Até
2020, cerca de 50 bilhões de dispositivos estarão conectados à chamada Internet
das Coisas – conexão de objetos usados no dia a dia à rede mundial de
computadores e entre si, como eletrodomésticos, smartphones, televisões e
computadores. Segundo estudos, o setor movimentará algo em torno de US$ 19
trilhões. Para a administração pública, em especial para as prefeituras, o
grande desafio será fazer os investimentos necessários para transformar a nova
tecnologia em instrumento de políticas públicas.
Segundo
o analista de Infraestrutura e chefe do Núcleo de Internet das Coisas do
Ministério das Comunicações, Guilherme Corrêa, as empresas interessadas em
prestar serviços nessa área às prefeituras precisam mostrar que as aquisições
podem representar economia e redução de gastos para os municípios. “A internet
das coisas inevitavelmente será usada para auxiliar a administração pública a
ampliar e melhorar suas políticas públicas. Isso ficará mais claro até o final
do ano, quando lançaremos as diretrizes do Plano Nacional M2M [termo que se
refere à comunicação entre máquinas]”, disse Corrêa à Agência
Brasil, após participar de um painel no seminário Huawei
Innovation Day, em Brasília.
O
analista citou estudos prevendo que, até 2020, haverá no mundo cerca de 50
bilhões de dispositivos conectados à internet das coisas, e que isso acarretará
na necessidade de investimentos em larga escala para a prestação de serviços
por meio dessa tecnologia. "Para os municípios brasileiros, isso poderá
acarretar em dificuldades, caso não resolvam os problemas de falta de
recursos", afirmou.
Ao
se dirigir a representantes do setor privado, Corrêa sugeriu que, ao oferecer
seus produtos, as empresas precisam deixar claro que as propostas representam
“economia e redução de gastos”. “A solução será, por exemplo, mostrar [às
prefeituras] que a economia com iluminação pública ou transporte público será
maior do que o custo para a implantação da internet das coisas nos postes ou no
sistema de transportes”.
Essa
estratégia pode também ser adotada no âmbito do governo federal, que planeja
acionar órgãos e ministérios com potencial de uso da tecnologia para a oferta
de políticas públicas. Com esse propósito, o Ministério das Comunicações tem
mantido diálogo constante com as pastas de Agricultura; Cidades; Minas e
Energia; e Educação. “Se embarcarmos juntos, criaremos demanda e escala.

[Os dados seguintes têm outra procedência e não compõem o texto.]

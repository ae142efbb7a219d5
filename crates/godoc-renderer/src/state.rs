//! Render state shared between the walker and the Go doc callbacks.

/// One-shot state of the first-separator suppression.
#[derive(Clone, Copy, Debug, Default, PartialEq, Eq)]
pub enum SeparatorState {
    /// No separator event has been seen yet.
    #[default]
    Pending,
    /// At least one separator event has been seen.
    Separated,
}

impl SeparatorState {
    /// Record a separator event and report whether it should be written.
    ///
    /// Only the first event can be suppressed, and only when `skip_first` is set.
    pub(crate) fn advance(&mut self, skip_first: bool) -> bool {
        match self {
            Self::Pending => {
                *self = Self::Separated;
                !skip_first
            }
            Self::Separated => true,
        }
    }
}

/// Code block content collected between `Start(CodeBlock)` and `End(CodeBlock)`.
#[derive(Debug, Default)]
pub(crate) struct CodeBlockState {
    lang: Option<String>,
    buffer: String,
}

impl CodeBlockState {
    pub(crate) fn is_active(&self) -> bool {
        self.lang.is_some()
    }

    pub(crate) fn start(&mut self, lang: String) {
        self.lang = Some(lang);
        self.buffer.clear();
    }

    pub(crate) fn push_str(&mut self, text: &str) {
        self.buffer.push_str(text);
    }

    /// Finish the block, returning its language and content.
    ///
    /// The parser terminates every code line with `\n`; the final one is
    /// dropped so the content holds lines rather than line-terminated lines.
    pub(crate) fn end(&mut self) -> (String, String) {
        let lang = self.lang.take().unwrap_or_default();
        let mut content = std::mem::take(&mut self.buffer);
        if content.ends_with('\n') {
            content.pop();
        }
        (lang, content)
    }
}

Com
isso reduziremos preços”.
O
governo poderá usar também sua capacidade de mobilização para fazer a
tecnologia avançar a um custo mais barato por meio da economia de escala, com a
ajuda de outros setores. “Uma alternativa será o uso de recursos
não-financeiros, por meio do poder de mobilização do Estado junto a diversos
setores, também com o propósito de criar demanda e escala”.
Ainda
está dentro das estratégias do governo e das diretrizes do Plano Nacional M2M –
para tornar mais barata a prestação de serviços e de políticas públicas por
meio da internet das coisas - viabilizar investimentos em pesquisa e
desenvolvimento, capacitação e estudos de padrões de segurança e
interoperabilidade dessa tecnologia. (Ag. Brasil)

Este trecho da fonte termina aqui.